#HotDocs22 Review: Girl Gang
By John Corrado
★★★ (out of 4)
The 2022 Hot Docs Film Festival runs from April 28th to May 8th in Toronto, more information on tickets and showtimes can be found right here.
The documentary Girl Gang opens with images of a packed crowd of young girls waiting for a celebrity appearance at the mall. Security guards try in vain to push them back, warning that girls at the front are fainting, and the event will be cancelled if they don’t make space in the next five minutes. It’s a scene akin to Beatlemania, only these girls are waiting for a totally modern sort of celebrity; a 14-year-old social media influencer named Leonie.
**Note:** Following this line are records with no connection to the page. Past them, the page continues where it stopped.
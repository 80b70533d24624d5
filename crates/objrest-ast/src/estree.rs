//! ESTree JSON loader.
//!
//! Accepts the ESTree shapes produced by common JavaScript parsers, plus the
//! Babel spellings of the same nodes (`File`, `ObjectProperty`,
//! `RestProperty`, `SpreadProperty`, typed literals). Anything outside the
//! node set of [`Node`] is rejected with the offending `type` in the message.

use crate::arena::NodeArena;
use crate::node::{DeclarationKind, FunctionData, FunctionKind, Node, NodeIndex, PropertyData};
use serde::Deserialize;
use std::fmt;

#[derive(Debug)]
pub enum EstreeError {
    Json(serde_json::Error),
    /// The document root is not a `Program` (or a Babel `File` wrapping one).
    NotAProgram(String),
    /// A `Literal` whose value has no counterpart in the tree (regex, bigint).
    UnsupportedLiteral(String),
}

impl fmt::Display for EstreeError {
    fn fmt(&self, f: &mut fmt::Formatter<'_>) -> fmt::Result {
        match self {
            EstreeError::Json(err) => write!(f, "invalid ESTree JSON: {err}"),
            EstreeError::NotAProgram(kind) => {
                write!(f, "expected a Program at the document root, found {kind}")
            }
            EstreeError::UnsupportedLiteral(value) => {
                write!(f, "unsupported literal value {value}")
            }
        }
    }
}

impl std::error::Error for EstreeError {
    fn source(&self) -> Option<&(dyn std::error::Error + 'static)> {
        match self {
            EstreeError::Json(err) => Some(err),
            _ => None,
        }
    }
}

impl From<serde_json::Error> for EstreeError {
    fn from(err: serde_json::Error) -> Self {
        EstreeError::Json(err)
    }
}

type Child = Box<EstreeNode>;

#[derive(Debug, Deserialize)]
#[serde(tag = "type")]
enum EstreeNode {
    File {
        program: Child,
    },
    Program {
        body: Vec<EstreeNode>,
    },
    BlockStatement {
        body: Vec<EstreeNode>,
    },
    ExpressionStatement {
        expression: Child,
    },
    ReturnStatement {
        #[serde(default)]
        argument: Option<Child>,
    },
    VariableDeclaration {
        kind: DeclarationKind,
        declarations: Vec<EstreeNode>,
    },
    VariableDeclarator {
        id: Child,
        #[serde(default)]
        init: Option<Child>,
    },
    FunctionDeclaration {
        #[serde(default)]
        id: Option<Child>,
        params: Vec<EstreeNode>,
        body: Child,
    },
    FunctionExpression {
        #[serde(default)]
        id: Option<Child>,
        params: Vec<EstreeNode>,
        body: Child,
    },
    ArrowFunctionExpression {
        params: Vec<EstreeNode>,
        body: Child,
    },
    Identifier {
        name: String,
    },
    Literal {
        value: serde_json::Value,
        #[serde(default)]
        raw: Option<String>,
    },
    StringLiteral {
        value: String,
    },
    NumericLiteral {
        value: serde_json::Number,
    },
    BooleanLiteral {
        value: bool,
    },
    NullLiteral {},
    ArrayExpression {
        elements: Vec<Option<EstreeNode>>,
    },
    ObjectExpression {
        properties: Vec<EstreeNode>,
    },
    #[serde(alias = "ObjectProperty")]
    Property {
        key: Child,
        value: Child,
        #[serde(default)]
        computed: bool,
        #[serde(default)]
        shorthand: bool,
    },
    #[serde(alias = "SpreadProperty")]
    SpreadElement {
        argument: Child,
    },
    MemberExpression {
        object: Child,
        property: Child,
        #[serde(default)]
        computed: bool,
    },
    CallExpression {
        callee: Child,
        arguments: Vec<EstreeNode>,
    },
    AssignmentExpression {
        operator: String,
        left: Child,
        right: Child,
    },
    #[serde(alias = "LogicalExpression")]
    BinaryExpression {
        operator: String,
        left: Child,
        right: Child,
    },
    ConditionalExpression {
        test: Child,
        consequent: Child,
        alternate: Child,
    },
    UnaryExpression {
        operator: String,
        argument: Child,
    },
    ObjectPattern {
        properties: Vec<EstreeNode>,
    },
    ArrayPattern {
        elements: Vec<Option<EstreeNode>>,
    },
    #[serde(alias = "RestProperty")]
    RestElement {
        argument: Child,
    },
    AssignmentPattern {
        left: Child,
        right: Child,
    },
}

impl EstreeNode {
    fn type_name(&self) -> &'static str {
        match self {
            EstreeNode::File { .. } => "File",
            EstreeNode::Program { .. } => "Program",
            EstreeNode::BlockStatement { .. } => "BlockStatement",
            EstreeNode::ExpressionStatement { .. } => "ExpressionStatement",
            EstreeNode::ReturnStatement { .. } => "ReturnStatement",
            EstreeNode::VariableDeclaration { .. } => "VariableDeclaration",
            EstreeNode::VariableDeclarator { .. } => "VariableDeclarator",
            EstreeNode::FunctionDeclaration { .. } => "FunctionDeclaration",
            EstreeNode::FunctionExpression { .. } => "FunctionExpression",
            EstreeNode::ArrowFunctionExpression { .. } => "ArrowFunctionExpression",
            EstreeNode::Identifier { .. } => "Identifier",
            EstreeNode::Literal { .. }
            | EstreeNode::StringLiteral { .. }
            | EstreeNode::NumericLiteral { .. }
            | EstreeNode::BooleanLiteral { .. }
            | EstreeNode::NullLiteral {} => "Literal",
            EstreeNode::ArrayExpression { .. } => "ArrayExpression",
            EstreeNode::ObjectExpression { .. } => "ObjectExpression",
            EstreeNode::Property { .. } => "Property",
            EstreeNode::SpreadElement { .. } => "SpreadElement",
            EstreeNode::MemberExpression { .. } => "MemberExpression",
            EstreeNode::CallExpression { .. } => "CallExpression",
            EstreeNode::AssignmentExpression { .. } => "AssignmentExpression",
            EstreeNode::BinaryExpression { .. } => "BinaryExpression",
            EstreeNode::ConditionalExpression { .. } => "ConditionalExpression",
            EstreeNode::UnaryExpression { .. } => "UnaryExpression",
            EstreeNode::ObjectPattern { .. } => "ObjectPattern",
            EstreeNode::ArrayPattern { .. } => "ArrayPattern",
            EstreeNode::RestElement { .. } => "RestElement",
            EstreeNode::AssignmentPattern { .. } => "AssignmentPattern",
        }
    }
}

/// Parse an ESTree program from JSON text into a fresh arena.
pub fn load_program(json: &str) -> Result<(NodeArena, NodeIndex), EstreeError> {
    let value: serde_json::Value = serde_json::from_str(json)?;
    load_program_value(value)
}

/// Lower an already-parsed ESTree JSON document into a fresh arena.
pub fn load_program_value(value: serde_json::Value) -> Result<(NodeArena, NodeIndex), EstreeError> {
    let mut node = EstreeNode::deserialize(value)?;
    if let EstreeNode::File { program } = node {
        node = *program;
    }
    if !matches!(node, EstreeNode::Program { .. }) {
        return Err(EstreeError::NotAProgram(node.type_name().to_string()));
    }
    let mut arena = NodeArena::new();
    let root = lower(&mut arena, node)?;
    tracing::debug!(nodes = arena.len(), "[estree] loaded program");
    Ok((arena, root))
}

fn lower(arena: &mut NodeArena, node: EstreeNode) -> Result<NodeIndex, EstreeError> {
    let lowered = match node {
        EstreeNode::File { program } => return lower(arena, *program),
        EstreeNode::Program { body } => Node::Program {
            body: lower_all(arena, body)?,
        },
        EstreeNode::BlockStatement { body } => Node::BlockStatement {
            body: lower_all(arena, body)?,
        },
        EstreeNode::ExpressionStatement { expression } => Node::ExpressionStatement {
            expression: lower(arena, *expression)?,
        },
        EstreeNode::ReturnStatement { argument } => Node::ReturnStatement {
            argument: lower_opt(arena, argument)?,
        },
        EstreeNode::VariableDeclaration { kind, declarations } => Node::VariableDeclaration {
            kind,
            declarations: lower_all(arena, declarations)?,
        },
        EstreeNode::VariableDeclarator { id, init } => Node::VariableDeclarator {
            id: lower(arena, *id)?,
            init: lower_opt(arena, init)?,
        },
        EstreeNode::FunctionDeclaration { id, params, body } => {
            lower_function(arena, id, params, *body, FunctionKind::Declaration)?
        }
        EstreeNode::FunctionExpression { id, params, body } => {
            lower_function(arena, id, params, *body, FunctionKind::Expression)?
        }
        EstreeNode::ArrowFunctionExpression { params, body } => {
            lower_function(arena, None, params, *body, FunctionKind::Arrow)?
        }
        EstreeNode::Identifier { name } => Node::Identifier { name },
        EstreeNode::Literal { value, raw } => lower_literal(value, raw)?,
        EstreeNode::StringLiteral { value } => Node::StringLiteral { value },
        EstreeNode::NumericLiteral { value } => Node::NumericLiteral {
            raw: number_text(&value),
        },
        EstreeNode::BooleanLiteral { value } => Node::BooleanLiteral { value },
        EstreeNode::NullLiteral {} => Node::NullLiteral,
        EstreeNode::ArrayExpression { elements } => Node::ArrayExpression {
            elements: lower_holes(arena, elements)?,
        },
        EstreeNode::ObjectExpression { properties } => Node::ObjectExpression {
            properties: lower_all(arena, properties)?,
        },
        EstreeNode::Property {
            key,
            value,
            computed,
            shorthand,
        } => Node::Property(PropertyData {
            key: lower(arena, *key)?,
            value: lower(arena, *value)?,
            computed,
            shorthand,
        }),
        EstreeNode::SpreadElement { argument } => Node::SpreadElement {
            argument: lower(arena, *argument)?,
        },
        EstreeNode::MemberExpression {
            object,
            property,
            computed,
        } => Node::MemberExpression {
            object: lower(arena, *object)?,
            property: lower(arena, *property)?,
            computed,
        },
        EstreeNode::CallExpression { callee, arguments } => Node::CallExpression {
            callee: lower(arena, *callee)?,
            arguments: lower_all(arena, arguments)?,
        },
        EstreeNode::AssignmentExpression {
            operator,
            left,
            right,
        } => Node::AssignmentExpression {
            operator,
            left: lower(arena, *left)?,
            right: lower(arena, *right)?,
        },
        EstreeNode::BinaryExpression {
            operator,
            left,
            right,
        } => Node::BinaryExpression {
            operator,
            left: lower(arena, *left)?,
            right: lower(arena, *right)?,
        },
        EstreeNode::ConditionalExpression {
            test,
            consequent,
            alternate,
        } => Node::ConditionalExpression {
            test: lower(arena, *test)?,
            consequent: lower(arena, *consequent)?,
            alternate: lower(arena, *alternate)?,
        },
        EstreeNode::UnaryExpression { operator, argument } => Node::UnaryExpression {
            operator,
            argument: lower(arena, *argument)?,
        },
        EstreeNode::ObjectPattern { properties } => Node::ObjectPattern {
            properties: lower_all(arena, properties)?,
        },
        EstreeNode::ArrayPattern { elements } => Node::ArrayPattern {
            elements: lower_holes(arena, elements)?,
        },
        EstreeNode::RestElement { argument } => Node::RestElement {
            argument: lower(arena, *argument)?,
        },
        EstreeNode::AssignmentPattern { left, right } => Node::AssignmentPattern {
            left: lower(arena, *left)?,
            right: lower(arena, *right)?,
        },
    };
    Ok(arena.add(lowered))
}

fn lower_all(arena: &mut NodeArena, nodes: Vec<EstreeNode>) -> Result<Vec<NodeIndex>, EstreeError> {
    nodes.into_iter().map(|node| lower(arena, node)).collect()
}

fn lower_opt(arena: &mut NodeArena, node: Option<Child>) -> Result<NodeIndex, EstreeError> {
    match node {
        Some(node) => lower(arena, *node),
        None => Ok(NodeIndex::NONE),
    }
}

fn lower_holes(
    arena: &mut NodeArena,
    nodes: Vec<Option<EstreeNode>>,
) -> Result<Vec<NodeIndex>, EstreeError> {
    nodes
        .into_iter()
        .map(|node| match node {
            Some(node) => lower(arena, node),
            None => Ok(NodeIndex::NONE),
        })
        .collect()
}

fn lower_function(
    arena: &mut NodeArena,
    id: Option<Child>,
    params: Vec<EstreeNode>,
    body: EstreeNode,
    kind: FunctionKind,
) -> Result<Node, EstreeError> {
    Ok(Node::Function(FunctionData {
        name: lower_opt(arena, id)?,
        params: lower_all(arena, params)?,
        body: lower(arena, body)?,
        kind,
    }))
}

fn lower_literal(value: serde_json::Value, raw: Option<String>) -> Result<Node, EstreeError> {
    match value {
        serde_json::Value::String(value) => Ok(Node::StringLiteral { value }),
        serde_json::Value::Number(number) => Ok(Node::NumericLiteral {
            raw: raw.unwrap_or_else(|| number_text(&number)),
        }),
        serde_json::Value::Bool(value) => Ok(Node::BooleanLiteral { value }),
        serde_json::Value::Null if raw.as_deref().is_none_or(|raw| raw == "null") => {
            Ok(Node::NullLiteral)
        }
        other => Err(EstreeError::UnsupportedLiteral(
            raw.unwrap_or_else(|| other.to_string()),
        )),
    }
}

/// Source text for a JSON number: integral floats print without `.0`.
fn number_text(number: &serde_json::Number) -> String {
    let text = number.to_string();
    match text.strip_suffix(".0") {
        Some(integral) => integral.to_string(),
        None => text,
    }
}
Leonie is a German teenager who lives with her parents Andy and Sani near Berlin, and has gained a massive online following of mostly adolescent girls who aspire to be just like her. Director Susanne Regina Mueres follows this rising Instagram star in her candid and fast-paced film, showing how she is carefully managed by her father and mother, who, in true stage parent fashion, have pinned their own dreams and economic aspirations on their daughter’s enduring popularity.
Mueres shares some onscreen statistics about social media influencers throughout the film, revealing that it’s a job that over eighty percent of youth say they want, but nearly fifty percent of these users have no friends in real life. The seemingly glamorous lifestyles of these influencers is also damaging the self-worth of followers who come to envy them in unhealthy and unrealistic ways, not seeing the reality of what goes on behind the scenes of their carefully staged content.
The director balances out Leonie’s story with that of Melanie, a less privileged teen girl living in Munich who runs a fan account for her, and is desperate for her idol to notice her. Melanie’s story helps save this from what could have been an almost insufferable look at a child star and her stage parents, making Girl Gang a much sadder and more nuanced look at internet culture as a whole.
As the film goes on, Girl Gang starts to show the toll that these live appearances and sponsorship deals are taking on Leonie, and how her online persona is partially a projection of her East German parents, who are still scarred from their own upbringing behind the Berlin Wall. A choral music score by the Berlin Girls Choir offers dramatic accompaniment, and the bookended narration elevates the film to the level of modern fairy tale about the “black mirrors” that kids peer into for validation. Be careful what you wish for, it warns, especially in this still largely uncharted realm of social media influencers.